Volvieron a seguirla, aunque ahora a la inversa, de vuelta al barrio y a su casa. Pero lo que antes había sido un camino recto y firme, ahora se convirtió en un pequeño calvario, un sendero de espinas que Úrsula inició mal y acabó peor, trastabillando a cada momento, dando tumbos, bamboleándose como una muñeca desarticulada. Se le cruzó un hombre, le dijo algo, y ella le soltó sapos y culebras por la boca, un torrente de insultos y palabrotas. Dos chicos jóvenes la siguieron unos metros y ella les lanzó una piedra que había recogido de la acera. Julia y Gil creyeron que los dos chicos iban a devolverle la pedrada o a asaltarla, pero se marcharon tras insultarla y ser insultados por la muchacha.
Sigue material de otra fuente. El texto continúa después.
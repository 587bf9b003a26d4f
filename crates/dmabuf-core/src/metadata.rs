//! The layout record that travels with a dma-buf handle.
//!
//! The wire form is `{ i32 fourcc; i32 offset; i32 stride; }` in native byte
//! order. Producer and consumer run on the same machine, so no endianness
//! negotiation is done.

use std::fmt;
use std::num::NonZeroU32;

use thiserror::Error;

use crate::bytes::AsBytes;

/// DRM pixel format code (`fourcc_code(a, b, c, d)` in `drm_fourcc.h`).
#[derive(Debug, Clone, Copy, PartialEq, Eq, Hash)]
pub struct FourCc(pub u32);

impl FourCc {
    /// `DRM_FORMAT_ABGR8888`: `[R, G, B, A]` bytes in memory.
    pub const ABGR8888: FourCc = FourCc::from_chars(*b"AB24");
    /// `DRM_FORMAT_XBGR8888`: like `ABGR8888` with the alpha byte ignored.
    pub const XBGR8888: FourCc = FourCc::from_chars(*b"XB24");
    /// `DRM_FORMAT_ARGB8888`: `[B, G, R, A]` bytes in memory.
    pub const ARGB8888: FourCc = FourCc::from_chars(*b"AR24");
    /// `DRM_FORMAT_XRGB8888`.
    pub const XRGB8888: FourCc = FourCc::from_chars(*b"XR24");

    pub const fn from_chars(c: [u8; 4]) -> Self {
        FourCc(c[0] as u32 | (c[1] as u32) << 8 | (c[2] as u32) << 16 | (c[3] as u32) << 24)
    }

    pub const fn to_chars(self) -> [u8; 4] {
        self.0.to_le_bytes()
    }

    /// Bytes per pixel for the single-plane 32-bit formats this crate knows.
    pub fn bytes_per_pixel(self) -> Option<u32> {
        match self {
            FourCc::ABGR8888 | FourCc::XBGR8888 | FourCc::ARGB8888 | FourCc::XRGB8888 => Some(4),
            _ => None,
        }
    }
}

impl fmt::Display for FourCc {
    fn fmt(&self, f: &mut fmt::Formatter<'_>) -> fmt::Result {
        for c in self.to_chars() {
            let c = if c.is_ascii_graphic() || c == b' ' { c as char } else { '?' };
            write!(f, "{c}")?;
        }
        Ok(())
    }
}

/// Pixel dimensions of the shared buffer.
///
/// Known to both sides out-of-band; it is not part of the handshake payload.
#[derive(Debug, Clone, Copy, PartialEq, Eq)]
pub struct Extent {
    pub width: u32,
    pub height: u32,
}

impl Extent {
    pub const fn new(width: u32, height: u32) -> Self {
        Self { width, height }
    }
}

/// Why a metadata record was rejected.
#[derive(Debug, Clone, PartialEq, Eq, Error)]
pub enum InvalidMetadata {
    #[error("payload is {0} bytes, expected {expected}", expected = BufferMetadata::WIRE_SIZE)]
    Size(usize),
    #[error("pixel format code is zero")]
    ZeroFourCc,
    #[error("byte offset {0} is out of range")]
    Offset(i64),
    #[error("row stride {0} is not positive")]
    Stride(i64),
}

/// Pixel format and memory geometry of plane 0 of a shared buffer.
///
/// All three fields are set by one constructor call, so a partially filled
/// record cannot be built or sent.
#[derive(Debug, Clone, Copy, PartialEq, Eq)]
pub struct BufferMetadata {
    fourcc: FourCc,
    offset: u32,
    stride: NonZeroU32,
}

/// C layout of the handshake payload.
#[repr(C)]
struct WireMetadata {
    fourcc: i32,
    offset: i32,
    stride: i32,
}

// SAFETY: three `i32`s, `#[repr(C)]`, no padding.
unsafe impl AsBytes for WireMetadata {}

impl BufferMetadata {
    /// Size of the encoded record in bytes.
    pub const WIRE_SIZE: usize = std::mem::size_of::<WireMetadata>();

    /// Build a record from the three values an export produces.
    ///
    /// Every field must also fit the `i32` wire representation.
    pub fn new(fourcc: FourCc, offset: u32, stride: u32) -> Result<Self, InvalidMetadata> {
        if fourcc.0 == 0 {
            return Err(InvalidMetadata::ZeroFourCc);
        }
        if offset > i32::MAX as u32 {
            return Err(InvalidMetadata::Offset(offset as i64));
        }
        let stride = NonZeroU32::new(stride)
            .filter(|s| s.get() <= i32::MAX as u32)
            .ok_or(InvalidMetadata::Stride(stride as i64))?;
        Ok(Self {
            fourcc,
            offset,
            stride,
        })
    }

    pub fn fourcc(&self) -> FourCc {
        self.fourcc
    }

    pub fn offset(&self) -> u32 {
        self.offset
    }

    pub fn stride(&self) -> u32 {
        self.stride.get()
    }

    /// Smallest allocation, in bytes, that can hold `extent` pixels of
    /// `bytes_per_pixel` with this layout.
    pub fn required_len(&self, extent: Extent, bytes_per_pixel: u32) -> u64 {
        if extent.height == 0 {
            return self.offset as u64;
        }
        self.offset as u64
            + self.stride() as u64 * (extent.height as u64 - 1)
            + extent.width as u64 * bytes_per_pixel as u64
    }

    /// Encode the record as the fixed 12-byte payload.
    pub fn encode(&self) -> [u8; Self::WIRE_SIZE] {
        let wire = WireMetadata {
            fourcc: self.fourcc.0 as i32,
            offset: self.offset as i32,
            stride: self.stride.get() as i32,
        };
        let mut out = [0u8; Self::WIRE_SIZE];
        out.copy_from_slice(wire.as_bytes());
        out
    }

    /// Decode a received payload. Anything but exactly [`Self::WIRE_SIZE`]
    /// bytes describing a valid record is rejected.
    pub fn decode(bytes: &[u8]) -> Result<Self, InvalidMetadata> {
        if bytes.len() != Self::WIRE_SIZE {
            return Err(InvalidMetadata::Size(bytes.len()));
        }
        let field = |i: usize| {
            let mut b = [0u8; 4];
            b.copy_from_slice(&bytes[i * 4..i * 4 + 4]);
            i32::from_ne_bytes(b)
        };
        let (fourcc, offset, stride) = (field(0), field(1), field(2));
        if offset < 0 {
            return Err(InvalidMetadata::Offset(offset as i64));
        }
        if stride <= 0 {
            return Err(InvalidMetadata::Stride(stride as i64));
        }
        Self::new(FourCc(fourcc as u32), offset as u32, stride as u32)
    }
}

impl fmt::Display for BufferMetadata {
    fn fmt(&self, f: &mut fmt::Formatter<'_>) -> fmt::Result {
        write!(
            f,
            "format {} ({:#010x}), offset {}, stride {}",
            self.fourcc,
            self.fourcc.0,
            self.offset,
            self.stride
        )
    }
}

#[cfg(test)]
mod tests {
    use super::*;

    #[test]
    fn fourcc_matches_drm_codes() {
        // Values from drm_fourcc.h.
        assert_eq!(FourCc::ABGR8888.0, 0x3432_4241);
        assert_eq!(FourCc::XRGB8888.0, 0x3432_5258);
        assert_eq!(FourCc::ABGR8888.to_string(), "AB24");
    }

    #[test]
    fn wire_layout_is_three_native_i32() {
        let md = BufferMetadata::new(FourCc::ABGR8888, 16, 256).unwrap();
        let bytes = md.encode();
        assert_eq!(bytes.len(), 12);
        assert_eq!(&bytes[0..4], &(FourCc::ABGR8888.0 as i32).to_ne_bytes());
        assert_eq!(&bytes[4..8], &16i32.to_ne_bytes());
        assert_eq!(&bytes[8..12], &256i32.to_ne_bytes());
        assert_eq!(BufferMetadata::decode(&bytes).unwrap(), md);
    }

    #[test]
    fn decode_rejects_wrong_size() {
        let md = BufferMetadata::new(FourCc::XRGB8888, 0, 64).unwrap();
        let bytes = md.encode();
        assert_eq!(
            BufferMetadata::decode(&bytes[..8]),
            Err(InvalidMetadata::Size(8))
        );
        let mut long = bytes.to_vec();
        long.push(0);
        assert_eq!(BufferMetadata::decode(&long), Err(InvalidMetadata::Size(13)));
    }

    #[test]
    fn decode_rejects_invalid_fields() {
        let mut raw = [0u8; 12];
        raw[8..12].copy_from_slice(&64i32.to_ne_bytes());
        assert_eq!(BufferMetadata::decode(&raw), Err(InvalidMetadata::ZeroFourCc));

        raw[0..4].copy_from_slice(&(FourCc::ABGR8888.0 as i32).to_ne_bytes());
        raw[4..8].copy_from_slice(&(-4i32).to_ne_bytes());
        assert_eq!(BufferMetadata::decode(&raw), Err(InvalidMetadata::Offset(-4)));

        raw[4..8].copy_from_slice(&0i32.to_ne_bytes());
        raw[8..12].copy_from_slice(&0i32.to_ne_bytes());
        assert_eq!(BufferMetadata::decode(&raw), Err(InvalidMetadata::Stride(0)));
    }

    #[test]
    fn constructor_rejects_values_outside_wire_range() {
        assert!(BufferMetadata::new(FourCc::ABGR8888, u32::MAX, 8).is_err());
        assert!(BufferMetadata::new(FourCc::ABGR8888, 0, u32::MAX).is_err());
        assert!(BufferMetadata::new(FourCc::ABGR8888, 0, 0).is_err());
    }

    #[test]
    fn required_len_covers_last_row() {
        let md = BufferMetadata::new(FourCc::ABGR8888, 32, 64).unwrap();
        assert_eq!(md.required_len(Extent::new(2, 2), 4), 32 + 64 + 8);
    }
}
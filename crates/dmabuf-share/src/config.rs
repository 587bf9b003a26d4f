//! Runtime configuration shared by both roles.

use std::fmt;
use std::path::{Path, PathBuf};
use std::time::Duration;

use clap::ValueEnum;
use dmabuf_core::{Extent, PixelQuad};
use rendezvous::{Endpoint, RetryPolicy};

/// Environment variable that overrides the socket directory.
pub const SOCKET_DIR_ENV: &str = "DMABUF_SHARE_SOCKET_DIR";

const PRODUCER_SOCKET: &str = "dmabuf-share-producer.sock";
const CONSUMER_SOCKET: &str = "dmabuf-share-consumer.sock";

/// Which side of the handoff a process plays.
#[derive(Debug, Clone, Copy, PartialEq, Eq, ValueEnum)]
pub enum Role {
    /// Allocates and exports the image, then connects to the consumer.
    Producer,
    /// Listens, receives the handle and imports it.
    Consumer,
}

impl fmt::Display for Role {
    fn fmt(&self, f: &mut fmt::Formatter<'_>) -> fmt::Result {
        f.write_str(match self {
            Role::Producer => "producer",
            Role::Consumer => "consumer",
        })
    }
}

/// Which role rotates and uploads the pixels after the handoff.
///
/// Both processes must be started with the same policy.
#[derive(Debug, Clone, Copy, PartialEq, Eq, Default, ValueEnum)]
pub enum WriterPolicy {
    #[default]
    Consumer,
    Producer,
}

impl WriterPolicy {
    pub fn writer(self) -> Role {
        match self {
            WriterPolicy::Consumer => Role::Consumer,
            WriterPolicy::Producer => Role::Producer,
        }
    }
}

/// What a role does on every tick of the update loop.
#[derive(Debug, Clone, Copy, PartialEq, Eq)]
pub enum Duty {
    /// Rotate `pixels` and upload them into the shared image.
    Writer { pixels: PixelQuad },
    /// Draw the shared image and present it.
    Presenter,
}

#[derive(Debug, Clone)]
pub struct ShareConfig {
    pub producer: Endpoint,
    pub consumer: Endpoint,
    /// Dimensions of the shared image, known to both sides in advance.
    pub extent: Extent,
    pub tick_interval: Duration,
    /// Sleep between checks of the tick deadline.
    pub idle_interval: Duration,
    pub writer: WriterPolicy,
    pub retry: RetryPolicy,
    /// Stop cleanly after this many ticks. Runs forever if `None`.
    pub max_ticks: Option<u64>,
}

impl Default for ShareConfig {
    fn default() -> Self {
        Self::in_dir(std::env::temp_dir())
    }
}

impl ShareConfig {
    /// Reference configuration with both sockets placed in `dir`.
    pub fn in_dir(dir: impl AsRef<Path>) -> Self {
        let dir = dir.as_ref();
        Self {
            producer: Endpoint::new(dir.join(PRODUCER_SOCKET)),
            consumer: Endpoint::new(dir.join(CONSUMER_SOCKET)),
            extent: PixelQuad::EXTENT,
            tick_interval: Duration::from_secs(1),
            idle_interval: Duration::from_millis(1),
            writer: WriterPolicy::default(),
            retry: RetryPolicy::default(),
            max_ticks: None,
        }
    }

    /// Directory from `DMABUF_SHARE_SOCKET_DIR`, or the system temp dir.
    pub fn default_socket_dir() -> PathBuf {
        std::env::var_os(SOCKET_DIR_ENV)
            .map(PathBuf::from)
            .unwrap_or_else(std::env::temp_dir)
    }

    pub fn role_duty(&self, role: Role) -> Duty {
        if self.writer.writer() == role {
            Duty::Writer {
                pixels: PixelQuad::INITIAL,
            }
        } else {
            Duty::Presenter
        }
    }

    /// Endpoint bound by `role`.
    pub fn endpoint(&self, role: Role) -> &Endpoint {
        match role {
            Role::Producer => &self.producer,
            Role::Consumer => &self.consumer,
        }
    }
}
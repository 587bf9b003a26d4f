//! Consumer side: bind a received handle into the local GPU context.

use dmabuf_core::{BufferMetadata, DmaBufHandle, Extent, ImportError};
use gpu_interop::GpuContextProvider;
use tracing::debug;

/// Import `handle` as an image of `extent` with the given layout.
///
/// The handle is consumed: it is closed when this returns, whether the
/// import worked or not. A successful import holds its own reference to the
/// memory.
pub fn import_from_handle<G: GpuContextProvider>(
    gpu: &mut G,
    handle: DmaBufHandle,
    metadata: &BufferMetadata,
    extent: Extent,
) -> Result<G::Image, ImportError> {
    let image = gpu.import_image(&handle, metadata, extent);
    debug!(?handle, ok = image.is_ok(), "closing received handle");
    drop(handle);
    image
}
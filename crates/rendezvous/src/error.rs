//! Transport errors.

use std::io;
use std::path::PathBuf;

use nix::errno::Errno;
use thiserror::Error;

#[derive(Debug, Error)]
pub enum ChannelError {
    /// The address is still held, usually by a socket file a previous run
    /// did not clean up.
    #[error("address {} is already in use", .0.display())]
    AddressInUse(PathBuf),

    #[error("{} exists and is not a socket", .0.display())]
    NotASocket(PathBuf),

    /// The connect retry loop was stopped through its cancel token.
    #[error("connecting to {} was cancelled", .0.display())]
    Cancelled(PathBuf),

    /// The peer hung up before sending the handshake message.
    #[error("peer closed the channel before sending")]
    ChannelClosed,

    #[error("malformed handshake message: {0}")]
    MalformedPayload(String),

    /// The payload arrived without a descriptor attached.
    #[error("handshake message carried no buffer handle")]
    MissingHandle,

    #[error("{op} failed: {source}")]
    Io {
        op: &'static str,
        #[source]
        source: io::Error,
    },
}

impl ChannelError {
    pub(crate) fn errno(op: &'static str, errno: Errno) -> Self {
        Self::Io {
            op,
            source: io::Error::from(errno),
        }
    }

    pub(crate) fn io(op: &'static str, source: io::Error) -> Self {
        Self::Io { op, source }
    }
}

/// Whether a failed `connect` only means the peer is not listening yet.
///
/// `ENOENT`: the peer's socket file does not exist yet. `ECONNREFUSED`: the
/// file exists but nobody is listening on it (stale, or bound but not yet in
/// `listen`). `EAGAIN`: the listen backlog is full. `EINTR`: interrupted.
pub fn is_peer_not_ready(errno: Errno) -> bool {
    matches!(
        errno,
        Errno::ENOENT | Errno::ECONNREFUSED | Errno::EAGAIN | Errno::EINTR
    )
}

#[cfg(test)]
mod tests {
    use super::*;

    #[test]
    fn only_not_ready_errnos_are_retried() {
        assert!(is_peer_not_ready(Errno::ENOENT));
        assert!(is_peer_not_ready(Errno::ECONNREFUSED));
        assert!(!is_peer_not_ready(Errno::EACCES));
        assert!(!is_peer_not_ready(Errno::EPROTOTYPE));
        assert!(!is_peer_not_ready(Errno::ENAMETOOLONG));
    }
}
A menos de cinco minutos de su casa, Úrsula tropezó, cayó, y cuando quiso levantarse, ya no pudo.
Vomitó sus siete bebidas de la discoteca, las dos cervezas del bar, los restos de las dos pastillas y hasta la cena, la comida y su primera papilla.
Luego siguió sin poder levantarse, y gateó unos metros para alejarse de su vómito y de aquel hedor. Se quedó sentada en el suelo, con la espalda apoyada en la pared, despierta y consciente.
Miró al cielo.
Y entonces se derrumbó.
Se echó a llorar.
Capítulo 8
Julia y Gil la dejaron llorar unos segundos, para que se vaciara y limpiara, para que sintiera más y más el peso de su soledad y la carga de su dolor. Después llegaron hasta ella y se colocaron uno a cada lado. Úrsula entreabrió los ojos y los miró. Primero a ella. Luego a él.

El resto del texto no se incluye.